The trust fund baby: What happens if your spouse put his business' assets in trusts with the kids as beneficiaries?

 
Here you are, in the middle of a high priced divorce, complete with your high priced attorney and your arsenal of “divorce professionals” only to realize, that after 22 years of marriage to a hedge fund manager (and you thought I was going to say Tom Cruise!), who in his hey day raked in billions for investors, that you are not slated to get a dime of his business assets.
To put it another way, he tricked you by setting up the business in such a way that all the money goes into irrevocable trusts for the kids or some other family member, and none of it gets counted in the “marital assets pool.” Worse, the money that has been put in trust does not get touched till the kids turn 25. So that even assuming you got custody of them, you will never touch a dime of that money. Can he do that?

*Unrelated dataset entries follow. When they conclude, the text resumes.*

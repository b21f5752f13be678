//! # Mock Tables & Testing Guide
//!
//! [`MockTable<T>`] hands out a real [`TableClient<T>`] whose requests are answered from a
//! queue of scripted expectations instead of a running [`TableActor`](crate::TableActor).
//! Use it to test code that sits *around* a client (a typed wrapper, a hook that calls
//! another table) without spawning the dependency.
//!
//! | | MockTable | Real TableActor |
//! |---|---|---|
//! | **State** | none, replies are scripted | real rows |
//! | **Determinism** | full | subject to the scheduler |
//! | **Error injection** | `return_err` | needs a crafted state |
//!
//! ```rust
//! use table_actor::mock::MockTable;
//! use table_actor::{Record, FrameworkError};
//! use async_trait::async_trait;
//!
//! #[derive(Clone, Debug)] struct Crate { id: u32, bottles: u32 }
//! #[derive(Debug)] struct CrateCreate;
//! #[derive(Debug)] struct CrateUpdate;
//! #[derive(Debug)] enum CrateAction {}
//! #[derive(Debug, thiserror::Error)] #[error("Err")] struct CrateError;
//!
//! #[async_trait]
//! impl Record for Crate {
//!     type Id = u32; type Create = CrateCreate; type Update = CrateUpdate;
//!     type Action = CrateAction; type ActionResult = (); type Context = (); type Error = CrateError;
//!     fn from_create_params(id: u32, _: CrateCreate) -> Result<Self, Self::Error> { Ok(Self { id, bottles: 24 }) }
//!     async fn on_update(&mut self, _: CrateUpdate, _: &()) -> Result<(), Self::Error> { Ok(()) }
//!     async fn handle_action(&mut self, _: CrateAction, _: &()) -> Result<(), Self::Error> { Ok(()) }
//! }
//!
//! #[tokio::main]
//! async fn main() {
//!     let mut mock = MockTable::<Crate>::new();
//!     mock.expect_get(1).return_ok(Some(Crate { id: 1, bottles: 24 }));
//!     mock.expect_list().return_err(FrameworkError::ActorClosed);
//!
//!     let client = mock.client();
//!     assert_eq!(client.get(1).await.unwrap().unwrap().bottles, 24);
//!     assert!(matches!(client.list().await, Err(FrameworkError::ActorClosed)));
//!     mock.verify();
//! }
//! ```
//!
//! For step-by-step control, [`create_mock_client`] returns the raw request receiver and
//! the `expect_*` helpers pull the next request off it.

use crate::change::Change;
use crate::client::TableClient;
use crate::error::FrameworkError;
use crate::message::TableRequest;
use crate::record::Record;
use std::collections::VecDeque;
use std::sync::{Arc, Mutex};
use tokio::sync::{broadcast, mpsc, oneshot};

enum Expectation<T: Record> {
    Create {
        response: Result<T::Id, FrameworkError>,
    },
    Get {
        id: T::Id,
        response: Result<Option<T>, FrameworkError>,
    },
    List {
        response: Result<Vec<T>, FrameworkError>,
    },
    Update {
        id: T::Id,
        response: Result<T, FrameworkError>,
    },
    Delete {
        id: T::Id,
        response: Result<(), FrameworkError>,
    },
    Action {
        id: T::Id,
        response: Result<T::ActionResult, FrameworkError>,
    },
}

type Queue<T> = Arc<Mutex<VecDeque<Expectation<T>>>>;

fn check_id<I: PartialEq + std::fmt::Debug>(op: &str, expected: &I, got: &I) {
    assert_eq!(expected, got, "{op} issued for an unexpected id");
}

/// A scripted stand-in for a table.
///
/// Requests are matched in FIFO order against the queued expectations. A request of
/// the wrong kind, or for a different id, panics the mock task; the caller then sees
/// `FrameworkError::ActorDropped`.
pub struct MockTable<T: Record> {
    client: TableClient<T>,
    expectations: Queue<T>,
    changes: broadcast::Sender<Change<T>>,
    _handle: tokio::task::JoinHandle<()>,
}

impl<T: Record> Default for MockTable<T> {
    fn default() -> Self {
        Self::new()
    }
}

impl<T: Record> MockTable<T> {
    pub fn new() -> Self {
        let (sender, mut receiver) = mpsc::channel::<TableRequest<T>>(100);
        let (changes, _) = broadcast::channel(16);
        let expectations: Queue<T> = Arc::new(Mutex::new(VecDeque::new()));
        let queue = expectations.clone();

        let handle = tokio::spawn(async move {
            while let Some(request) = receiver.recv().await {
                let next = queue.lock().unwrap().pop_front();
                match (request, next) {
                    (TableRequest::Create { respond_to, .. }, Some(Expectation::Create { response })) => {
                        let _ = respond_to.send(response);
                    }
                    (TableRequest::Get { id, respond_to }, Some(Expectation::Get { id: want, response })) => {
                        check_id("get", &want, &id);
                        let _ = respond_to.send(response);
                    }
                    (TableRequest::List { respond_to }, Some(Expectation::List { response })) => {
                        let _ = respond_to.send(response);
                    }
                    (
                        TableRequest::Update { id, respond_to, .. },
                        Some(Expectation::Update { id: want, response }),
                    ) => {
                        check_id("update", &want, &id);
                        let _ = respond_to.send(response);
                    }
                    (TableRequest::Delete { id, respond_to }, Some(Expectation::Delete { id: want, response })) => {
                        check_id("delete", &want, &id);
                        let _ = respond_to.send(response);
                    }
                    (
                        TableRequest::Action { id, respond_to, .. },
                        Some(Expectation::Action { id: want, response }),
                    ) => {
                        check_id("action", &want, &id);
                        let _ = respond_to.send(response);
                    }
                    (request, _) => {
                        panic!(
                            "Unexpected request or expectation mismatch: {}",
                            request.op()
                        );
                    }
                }
            }
        });

        Self {
            client: TableClient::new(sender, changes.clone()),
            expectations,
            changes,
            _handle: handle,
        }
    }

    pub fn client(&self) -> TableClient<T> {
        self.client.clone()
    }

    /// Pushes a change to every subscriber of [`MockTable::client`].
    pub fn emit(&self, change: Change<T>) {
        let _ = self.changes.send(change);
    }

    fn push(&self, expectation: Expectation<T>) {
        self.expectations.lock().unwrap().push_back(expectation);
    }

    pub fn expect_create(&mut self) -> Expect<'_, T, T::Id> {
        Expect::new(self, |response| Expectation::Create { response })
    }

    pub fn expect_get(&mut self, id: T::Id) -> Expect<'_, T, Option<T>> {
        Expect::new(self, move |response| Expectation::Get { id, response })
    }

    pub fn expect_list(&mut self) -> Expect<'_, T, Vec<T>> {
        Expect::new(self, |response| Expectation::List { response })
    }

    pub fn expect_update(&mut self, id: T::Id) -> Expect<'_, T, T> {
        Expect::new(self, move |response| Expectation::Update { id, response })
    }

    pub fn expect_delete(&mut self, id: T::Id) -> Expect<'_, T, ()> {
        Expect::new(self, move |response| Expectation::Delete { id, response })
    }

    pub fn expect_action(&mut self, id: T::Id) -> Expect<'_, T, T::ActionResult> {
        Expect::new(self, move |response| Expectation::Action { id, response })
    }

    /// Panics if any expectation was never consumed.
    pub fn verify(&self) {
        let remaining = self.expectations.lock().unwrap().len();
        if remaining > 0 {
            panic!("Not all expectations were met. {remaining} remaining");
        }
    }
}

/// Finishes an expectation with its scripted reply.
pub struct Expect<'a, T: Record, R> {
    mock: &'a MockTable<T>,
    build: Box<dyn FnOnce(Result<R, FrameworkError>) -> Expectation<T> + Send + 'a>,
}

impl<'a, T: Record, R> Expect<'a, T, R> {
    fn new(
        mock: &'a MockTable<T>,
        build: impl FnOnce(Result<R, FrameworkError>) -> Expectation<T> + Send + 'a,
    ) -> Self {
        Self {
            mock,
            build: Box::new(build),
        }
    }

    pub fn return_ok(self, value: R) {
        self.mock.push((self.build)(Ok(value)));
    }

    pub fn return_err(self, error: FrameworkError) {
        self.mock.push((self.build)(Err(error)));
    }
}

// =============================================================================
// RAW CHANNEL HELPERS
// =============================================================================

/// A client wired to a bare receiver, for tests that answer requests by hand.
pub fn create_mock_client<T: Record>(
    buffer_size: usize,
) -> (TableClient<T>, mpsc::Receiver<TableRequest<T>>) {
    let (sender, receiver) = mpsc::channel(buffer_size);
    let (changes, _) = broadcast::channel(16);
    (TableClient::new(sender, changes), receiver)
}

pub async fn expect_create<T: Record>(
    receiver: &mut mpsc::Receiver<TableRequest<T>>,
) -> Option<(T::Create, oneshot::Sender<Result<T::Id, FrameworkError>>)> {
    match receiver.recv().await {
        Some(TableRequest::Create { params, respond_to }) => Some((params, respond_to)),
        _ => None,
    }
}

pub async fn expect_list<T: Record>(
    receiver: &mut mpsc::Receiver<TableRequest<T>>,
) -> Option<oneshot::Sender<Result<Vec<T>, FrameworkError>>> {
    match receiver.recv().await {
        Some(TableRequest::List { respond_to }) => Some(respond_to),
        _ => None,
    }
}

pub async fn expect_update<T: Record>(
    receiver: &mut mpsc::Receiver<TableRequest<T>>,
) -> Option<(T::Id, T::Update, oneshot::Sender<Result<T, FrameworkError>>)> {
    match receiver.recv().await {
        Some(TableRequest::Update {
            id,
            update,
            respond_to,
        }) => Some((id, update, respond_to)),
        _ => None,
    }
}

pub async fn expect_action<T: Record>(
    receiver: &mut mpsc::Receiver<TableRequest<T>>,
) -> Option<(
    T::Id,
    T::Action,
    oneshot::Sender<Result<T::ActionResult, FrameworkError>>,
)> {
    match receiver.recv().await {
        Some(TableRequest::Action {
            id,
            action,
            respond_to,
        }) => Some((id, action, respond_to)),
        _ => None,
    }
}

That is a very good question. I do not know the answer to this off the cuff. I would have to research it. But I would think, that, certainly, if the business was commenced during the marriage, then it is marital property. So he basically transferred the marital property into trust funds for the kids – which does not necessarily seem like a big crime.  The only problem is, you are entitled to a portion of that asset, and he basically “robbed” you of your interest in the company by doing that. Sure, it was nice he made the kids the beneficiaries of the trust (he could have named somebody else, the horror!) but something is still not quite right about what he did.  It gets even “wronger” if you are a wife who has been helping him with the business (in a direct way, such as literally showing up to work and running the marketing division or something like that).  If he was paying you a salary, that is good. But what if you weren’t getting a salary so to speak? What if he was just giving you a little stipend for going out for Cosmos with the girls? 
You may not be able to get him to unlock those trusts if that is what you are hoping. But to the extent you contributed to the business – whether directly or indirectly – that may have quantifiable value. So your equitable share of what is left over after this transfer, should be calculated as if the transfer was not made. That would be my argument. What the court actually thinks about this is another matter entirely. There’s a case, Riechers v. Riechers, 679 N.Y.S.2d 233 (Sup. Ct. 1998) The court in that case found that the wife was entitled to one-half of the value of marital assets which the husband “had placed in an irrevocable trust in a foreign jurisdiction.”  Of course, in your case he placed it in trust for the kids. That was pretty slick. But I don’t think it can stand. The court will do some sort of offset or set off, or something where they reduced his share of equitable distribution by taking into account the value of those trusts, and increase your share of equitable distribution so that what you end up getting reflects what you would have gotten if he hadn’t done the transfer to the trust in the first place.